What to work on ▸
Please output the entries below from the line that contains "filename kernel/src/lib.rs" through the final line, reproduced exactly and alone.

Stored items

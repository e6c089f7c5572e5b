//! Scheduler Error Handling
//!
//! Recoverable failures reported to lifecycle callers. Contract violations
//! (bad level index, suspending with the wrong lock state, scheduling a
//! running process) are not errors: they abort through [`sched_assert!`].

use core::fmt;

use crate::scheduler::process::Pid;

/// Scheduler error types
#[derive(Debug, Clone, Copy, PartialEq, Eq)]
pub enum SchedulerError {
    // ═══════════════════════════════════════════════════════════════
    // Process Table Errors
    // ═══════════════════════════════════════════════════════════════

    /// Every slot of the process table is in use
    ProcessTableFull { max: usize },

    /// No live process carries this pid
    NoSuchProcess { pid: Pid },

    /// Slot cannot be reaped before it has exited
    NotZombie { pid: Pid },

    // ═══════════════════════════════════════════════════════════════
    // Priority Errors
    // ═══════════════════════════════════════════════════════════════

    /// Caller-supplied priority level outside `[0, levels)`
    InvalidPriority { value: usize, levels: usize },

    // ═══════════════════════════════════════════════════════════════
    // Configuration Errors
    // ═══════════════════════════════════════════════════════════════

    /// Boot configuration rejected
    InvalidConfig { reason: &'static str },
}

impl fmt::Display for SchedulerError {
    fn fmt(&self, f: &mut fmt::Formatter<'_>) -> fmt::Result {
        match self {
            Self::ProcessTableFull { max } => {
                write!(f, "Process table full: {} slots in use", max)
            }
            Self::NoSuchProcess { pid } => write!(f, "Process {} not found", pid),
            Self::NotZombie { pid } => write!(f, "Process {} has not exited", pid),
            Self::InvalidPriority { value, levels } => {
                write!(f, "Invalid priority {}: must be below {}", value, levels)
            }
            Self::InvalidConfig { reason } => write!(f, "Invalid scheduler config: {}", reason),
        }
    }
}

impl SchedulerError {
    /// Get recovery hint for this error
    pub fn recovery_hint(&self) -> &'static str {
        match self {
            Self::ProcessTableFull { .. } => "Wait for processes to exit and be reaped",
            Self::NoSuchProcess { .. } => "Process may have already been reaped",
            Self::NotZombie { .. } => "Wait for the process to exit first",
            Self::InvalidPriority { .. } => "Pick a level below the configured level count",
            Self::InvalidConfig { .. } => "Check the sched= boot arguments",
        }
    }

    /// Is this a recoverable error?
    pub fn is_recoverable(&self) -> bool {
        !matches!(self, Self::InvalidConfig { .. })
    }
}

/// Result type for scheduler operations
pub type SchedulerResult<T> = Result<T, SchedulerError>;

/// Macro for critical scheduler assertions
#[macro_export]
macro_rules! sched_assert {
    ($cond:expr, $reason:expr) => {
        if !$cond {
            panic!("[SCHED CRITICAL] Invariant violated: {}", $reason);
        }
    };
    ($cond:expr, $fmt:literal, $($arg:tt)+) => {
        if !$cond {
            panic!(concat!("[SCHED CRITICAL] Invariant violated: ", $fmt), $($arg)+);
        }
    };
}
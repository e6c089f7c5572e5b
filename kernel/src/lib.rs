// src/lib.rs
// Point d'entrée de la bibliothèque de l'ordonnanceur MQSS
#![cfg_attr(not(test), no_std)] // Pas de bibliothèque standard hors tests

// Import de alloc pour les allocations dynamiques
extern crate alloc;

// Modules du noyau
pub mod arch;
pub mod logger;
pub mod scheduler;
pub mod sync;

pub use scheduler::{Scheduler, SchedConfig, SchedulingPolicy};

Result below ▸
filename kernel/src/lib.rs
// src/lib.rs
// Point d'entrée de la bibliothèque de l'ordonnanceur MQSS
#![cfg_attr(not(test), no_std)] // Pas de bibliothèque standard hors tests

// Import de alloc pour les allocations dynamiques
extern crate alloc;

// Modules du noyau
pub mod arch;
pub mod logger;
pub mod scheduler;
pub mod sync;

pub use scheduler::{Scheduler, SchedConfig, SchedulingPolicy};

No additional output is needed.